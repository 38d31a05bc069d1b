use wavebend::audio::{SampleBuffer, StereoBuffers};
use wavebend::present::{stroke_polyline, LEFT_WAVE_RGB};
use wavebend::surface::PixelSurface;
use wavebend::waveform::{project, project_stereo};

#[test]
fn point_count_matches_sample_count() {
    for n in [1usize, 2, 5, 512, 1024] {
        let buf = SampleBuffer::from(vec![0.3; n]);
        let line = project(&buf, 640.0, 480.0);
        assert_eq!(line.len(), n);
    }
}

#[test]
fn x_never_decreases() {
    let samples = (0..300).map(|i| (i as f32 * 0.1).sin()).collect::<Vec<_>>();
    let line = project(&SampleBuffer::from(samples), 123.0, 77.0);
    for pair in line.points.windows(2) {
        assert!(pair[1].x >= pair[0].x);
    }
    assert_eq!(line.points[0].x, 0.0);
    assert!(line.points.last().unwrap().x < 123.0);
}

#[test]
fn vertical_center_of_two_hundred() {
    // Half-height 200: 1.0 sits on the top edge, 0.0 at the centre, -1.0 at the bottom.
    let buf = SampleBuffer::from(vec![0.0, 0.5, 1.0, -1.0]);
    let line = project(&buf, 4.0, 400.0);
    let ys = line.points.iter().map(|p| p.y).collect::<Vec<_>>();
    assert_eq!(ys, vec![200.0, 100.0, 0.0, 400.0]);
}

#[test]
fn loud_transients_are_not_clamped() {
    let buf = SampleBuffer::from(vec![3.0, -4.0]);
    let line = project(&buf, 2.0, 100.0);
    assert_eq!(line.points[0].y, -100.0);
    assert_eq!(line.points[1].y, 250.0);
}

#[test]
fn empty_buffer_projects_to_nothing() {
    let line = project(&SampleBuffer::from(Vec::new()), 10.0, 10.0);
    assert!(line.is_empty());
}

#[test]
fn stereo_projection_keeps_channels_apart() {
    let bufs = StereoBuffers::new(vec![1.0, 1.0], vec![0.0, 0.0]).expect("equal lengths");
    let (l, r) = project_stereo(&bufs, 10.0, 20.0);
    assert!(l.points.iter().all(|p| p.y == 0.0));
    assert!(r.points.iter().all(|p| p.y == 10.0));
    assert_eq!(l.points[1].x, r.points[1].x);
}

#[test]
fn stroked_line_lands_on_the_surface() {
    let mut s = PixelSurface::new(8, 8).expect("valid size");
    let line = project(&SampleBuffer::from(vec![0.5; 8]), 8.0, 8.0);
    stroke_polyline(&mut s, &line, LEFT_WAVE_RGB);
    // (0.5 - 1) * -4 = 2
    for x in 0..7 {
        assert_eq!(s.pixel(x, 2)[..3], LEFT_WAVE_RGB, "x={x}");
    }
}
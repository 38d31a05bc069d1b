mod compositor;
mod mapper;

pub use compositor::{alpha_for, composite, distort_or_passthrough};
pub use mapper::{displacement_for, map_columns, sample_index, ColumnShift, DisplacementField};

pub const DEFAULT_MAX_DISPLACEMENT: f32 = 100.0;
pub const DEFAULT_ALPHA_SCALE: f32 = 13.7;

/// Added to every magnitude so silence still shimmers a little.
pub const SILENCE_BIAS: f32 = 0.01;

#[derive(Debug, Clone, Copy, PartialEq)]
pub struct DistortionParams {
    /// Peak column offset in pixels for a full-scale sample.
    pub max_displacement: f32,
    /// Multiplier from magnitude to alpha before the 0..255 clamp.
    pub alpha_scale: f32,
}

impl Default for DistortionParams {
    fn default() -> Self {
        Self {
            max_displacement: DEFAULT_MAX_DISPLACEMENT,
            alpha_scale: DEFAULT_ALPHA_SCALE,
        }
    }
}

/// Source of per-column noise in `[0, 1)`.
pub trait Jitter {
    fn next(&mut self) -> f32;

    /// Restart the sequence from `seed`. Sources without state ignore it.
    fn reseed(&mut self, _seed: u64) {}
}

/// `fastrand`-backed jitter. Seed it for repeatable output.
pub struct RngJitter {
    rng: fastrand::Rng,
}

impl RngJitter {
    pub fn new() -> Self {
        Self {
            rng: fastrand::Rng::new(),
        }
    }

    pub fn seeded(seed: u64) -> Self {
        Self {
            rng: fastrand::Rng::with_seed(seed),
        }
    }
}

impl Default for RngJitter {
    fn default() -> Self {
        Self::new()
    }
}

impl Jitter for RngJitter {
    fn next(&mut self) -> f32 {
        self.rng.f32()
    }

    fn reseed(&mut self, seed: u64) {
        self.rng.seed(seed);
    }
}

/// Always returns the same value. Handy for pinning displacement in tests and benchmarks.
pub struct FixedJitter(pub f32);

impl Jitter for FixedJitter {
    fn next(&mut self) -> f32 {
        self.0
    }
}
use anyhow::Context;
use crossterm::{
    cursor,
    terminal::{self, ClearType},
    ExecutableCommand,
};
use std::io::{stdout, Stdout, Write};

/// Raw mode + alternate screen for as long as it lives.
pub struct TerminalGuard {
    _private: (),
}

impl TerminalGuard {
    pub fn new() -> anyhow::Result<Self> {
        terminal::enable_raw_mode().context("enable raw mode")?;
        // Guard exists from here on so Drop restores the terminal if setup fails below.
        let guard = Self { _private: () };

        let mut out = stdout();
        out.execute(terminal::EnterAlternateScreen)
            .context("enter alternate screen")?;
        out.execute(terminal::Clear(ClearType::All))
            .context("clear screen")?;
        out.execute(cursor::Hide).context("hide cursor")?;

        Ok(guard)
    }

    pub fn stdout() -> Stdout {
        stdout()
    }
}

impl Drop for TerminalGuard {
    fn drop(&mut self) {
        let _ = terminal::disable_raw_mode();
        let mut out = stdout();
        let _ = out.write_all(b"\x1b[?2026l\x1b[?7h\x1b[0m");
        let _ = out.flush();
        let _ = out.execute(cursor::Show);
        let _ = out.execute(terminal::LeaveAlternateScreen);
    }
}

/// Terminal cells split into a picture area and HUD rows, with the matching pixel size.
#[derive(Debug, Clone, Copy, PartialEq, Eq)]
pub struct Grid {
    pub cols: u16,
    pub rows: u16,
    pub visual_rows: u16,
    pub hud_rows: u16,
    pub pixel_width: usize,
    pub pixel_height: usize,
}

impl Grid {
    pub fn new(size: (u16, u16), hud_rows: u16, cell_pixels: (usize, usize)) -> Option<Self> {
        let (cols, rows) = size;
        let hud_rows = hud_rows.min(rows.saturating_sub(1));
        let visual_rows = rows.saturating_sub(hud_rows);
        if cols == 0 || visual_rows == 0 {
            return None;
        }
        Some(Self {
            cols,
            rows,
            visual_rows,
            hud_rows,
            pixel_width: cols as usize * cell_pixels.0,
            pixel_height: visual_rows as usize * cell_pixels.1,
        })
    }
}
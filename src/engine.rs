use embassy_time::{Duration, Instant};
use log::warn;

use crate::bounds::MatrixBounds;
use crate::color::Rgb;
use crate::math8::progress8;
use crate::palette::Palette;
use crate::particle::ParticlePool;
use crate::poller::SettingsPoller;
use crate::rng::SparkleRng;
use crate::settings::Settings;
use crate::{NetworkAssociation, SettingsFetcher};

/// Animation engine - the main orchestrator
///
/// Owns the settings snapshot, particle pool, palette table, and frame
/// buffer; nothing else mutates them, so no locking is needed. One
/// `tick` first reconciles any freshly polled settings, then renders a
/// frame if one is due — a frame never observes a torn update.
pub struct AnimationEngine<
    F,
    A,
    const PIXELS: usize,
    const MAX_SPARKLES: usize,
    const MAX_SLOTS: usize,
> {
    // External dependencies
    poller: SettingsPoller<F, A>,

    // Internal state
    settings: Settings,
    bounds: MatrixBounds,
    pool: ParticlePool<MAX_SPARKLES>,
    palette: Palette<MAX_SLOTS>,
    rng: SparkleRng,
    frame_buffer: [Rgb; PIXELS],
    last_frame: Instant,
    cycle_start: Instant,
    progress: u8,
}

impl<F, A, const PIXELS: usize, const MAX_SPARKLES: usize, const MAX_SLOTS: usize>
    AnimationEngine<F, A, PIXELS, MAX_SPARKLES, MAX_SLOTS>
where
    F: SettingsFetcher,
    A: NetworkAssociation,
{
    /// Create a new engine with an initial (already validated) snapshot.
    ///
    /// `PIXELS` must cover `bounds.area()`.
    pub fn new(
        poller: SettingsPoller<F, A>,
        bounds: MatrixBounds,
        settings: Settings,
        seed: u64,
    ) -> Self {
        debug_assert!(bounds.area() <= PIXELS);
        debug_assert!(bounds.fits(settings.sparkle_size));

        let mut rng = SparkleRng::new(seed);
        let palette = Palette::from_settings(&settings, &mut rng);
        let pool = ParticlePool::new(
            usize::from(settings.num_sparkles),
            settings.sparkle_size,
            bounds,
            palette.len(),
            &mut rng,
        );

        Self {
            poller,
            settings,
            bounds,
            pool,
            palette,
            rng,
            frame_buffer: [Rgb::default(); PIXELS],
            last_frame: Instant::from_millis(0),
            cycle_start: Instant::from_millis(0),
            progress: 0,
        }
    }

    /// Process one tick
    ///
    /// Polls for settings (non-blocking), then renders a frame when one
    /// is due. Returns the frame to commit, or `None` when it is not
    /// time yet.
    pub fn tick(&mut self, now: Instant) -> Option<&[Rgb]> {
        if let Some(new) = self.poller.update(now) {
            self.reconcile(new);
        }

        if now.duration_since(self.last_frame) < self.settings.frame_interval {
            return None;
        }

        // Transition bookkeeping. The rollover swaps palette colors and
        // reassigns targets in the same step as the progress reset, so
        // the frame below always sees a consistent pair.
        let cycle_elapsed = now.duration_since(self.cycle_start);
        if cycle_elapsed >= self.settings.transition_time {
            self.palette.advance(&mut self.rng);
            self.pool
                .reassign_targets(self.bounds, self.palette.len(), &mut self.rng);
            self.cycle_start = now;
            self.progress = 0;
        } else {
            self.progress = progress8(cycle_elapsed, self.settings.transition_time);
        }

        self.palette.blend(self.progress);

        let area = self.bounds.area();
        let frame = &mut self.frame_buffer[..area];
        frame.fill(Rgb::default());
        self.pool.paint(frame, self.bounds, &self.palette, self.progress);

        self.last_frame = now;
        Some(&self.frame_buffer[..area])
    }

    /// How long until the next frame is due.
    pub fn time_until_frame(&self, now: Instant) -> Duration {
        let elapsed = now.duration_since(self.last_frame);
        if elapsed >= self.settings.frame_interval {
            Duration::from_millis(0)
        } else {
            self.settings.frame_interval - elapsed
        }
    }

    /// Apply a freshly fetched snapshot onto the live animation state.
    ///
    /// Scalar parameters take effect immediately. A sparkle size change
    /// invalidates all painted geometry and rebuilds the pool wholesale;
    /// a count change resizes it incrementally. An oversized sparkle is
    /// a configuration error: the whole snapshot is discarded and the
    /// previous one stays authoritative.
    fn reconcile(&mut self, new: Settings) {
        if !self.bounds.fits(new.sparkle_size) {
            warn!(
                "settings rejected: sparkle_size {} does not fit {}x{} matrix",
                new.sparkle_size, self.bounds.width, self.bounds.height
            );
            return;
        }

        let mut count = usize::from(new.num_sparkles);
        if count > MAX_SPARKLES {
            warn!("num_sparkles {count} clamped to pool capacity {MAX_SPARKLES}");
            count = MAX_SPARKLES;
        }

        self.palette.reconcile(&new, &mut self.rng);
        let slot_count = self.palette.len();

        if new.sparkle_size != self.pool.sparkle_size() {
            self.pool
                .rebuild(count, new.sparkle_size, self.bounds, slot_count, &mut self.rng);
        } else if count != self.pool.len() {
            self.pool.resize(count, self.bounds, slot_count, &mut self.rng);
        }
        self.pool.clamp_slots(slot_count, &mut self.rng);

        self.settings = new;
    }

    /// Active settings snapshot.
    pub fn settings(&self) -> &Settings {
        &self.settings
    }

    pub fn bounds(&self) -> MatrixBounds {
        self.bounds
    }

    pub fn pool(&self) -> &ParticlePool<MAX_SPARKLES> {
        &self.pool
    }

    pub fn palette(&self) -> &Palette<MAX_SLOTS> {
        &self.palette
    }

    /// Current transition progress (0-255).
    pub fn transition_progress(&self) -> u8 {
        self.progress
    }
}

ACTIVITY => Copy out each line of the material above, word for word, from the first down to the line containing "mod mapper;". Add nothing.

TASK ANSWER =>
repository 38d31a05bc069d1b
use wavebend::audio::{SampleBuffer, StereoBuffers};
use wavebend::present::{stroke_polyline, LEFT_WAVE_RGB};
use wavebend::surface::PixelSurface;
use wavebend::waveform::{project, project_stereo};

#[test]
fn point_count_matches_sample_count() {
    for n in [1usize, 2, 5, 512, 1024] {
        let buf = SampleBuffer::from(vec![0.3; n]);
        let line = project(&buf, 640.0, 480.0);
        assert_eq!(line.len(), n);
    }
}

#[test]
fn x_never_decreases() {
    let samples = (0..300).map(|i| (i as f32 * 0.1).sin()).collect::<Vec<_>>();
    let line = project(&SampleBuffer::from(samples), 123.0, 77.0);
    for pair in line.points.windows(2) {
        assert!(pair[1].x >= pair[0].x);
    }
    assert_eq!(line.points[0].x, 0.0);
    assert!(line.points.last().unwrap().x < 123.0);
}

#[test]
fn vertical_center_of_two_hundred() {
    // Half-height 200: 1.0 sits on the top edge, 0.0 at the centre, -1.0 at the bottom.
    let buf = SampleBuffer::from(vec![0.0, 0.5, 1.0, -1.0]);
    let line = project(&buf, 4.0, 400.0);
    let ys = line.points.iter().map(|p| p.y).collect::<Vec<_>>();
    assert_eq!(ys, vec![200.0, 100.0, 0.0, 400.0]);
}

#[test]
fn loud_transients_are_not_clamped() {
    let buf = SampleBuffer::from(vec![3.0, -4.0]);
    let line = project(&buf, 2.0, 100.0);
    assert_eq!(line.points[0].y, -100.0);
    assert_eq!(line.points[1].y, 250.0);
}

#[test]
fn empty_buffer_projects_to_nothing() {
    let line = project(&SampleBuffer::from(Vec::new()), 10.0, 10.0);
    assert!(line.is_empty());
}

#[test]
fn stereo_projection_keeps_channels_apart() {
    let bufs = StereoBuffers::new(vec![1.0, 1.0], vec![0.0, 0.0]).expect("equal lengths");
    let (l, r) = project_stereo(&bufs, 10.0, 20.0);
    assert!(l.points.iter().all(|p| p.y == 0.0));
    assert!(r.points.iter().all(|p| p.y == 10.0));
    assert_eq!(l.points[1].x, r.points[1].x);
}

#[test]
fn stroked_line_lands_on_the_surface() {
    let mut s = PixelSurface::new(8, 8).expect("valid size");
    let line = project(&SampleBuffer::from(vec![0.5; 8]), 8.0, 8.0);
    stroke_polyline(&mut s, &line, LEFT_WAVE_RGB);
    // (0.5 - 1) * -4 = 2
    for x in 0..7 {
        assert_eq!(s.pixel(x, 2)[..3], LEFT_WAVE_RGB, "x={x}");
    }
}
repository 38d31a05bc069d1b
mod compositor;
mod mapper;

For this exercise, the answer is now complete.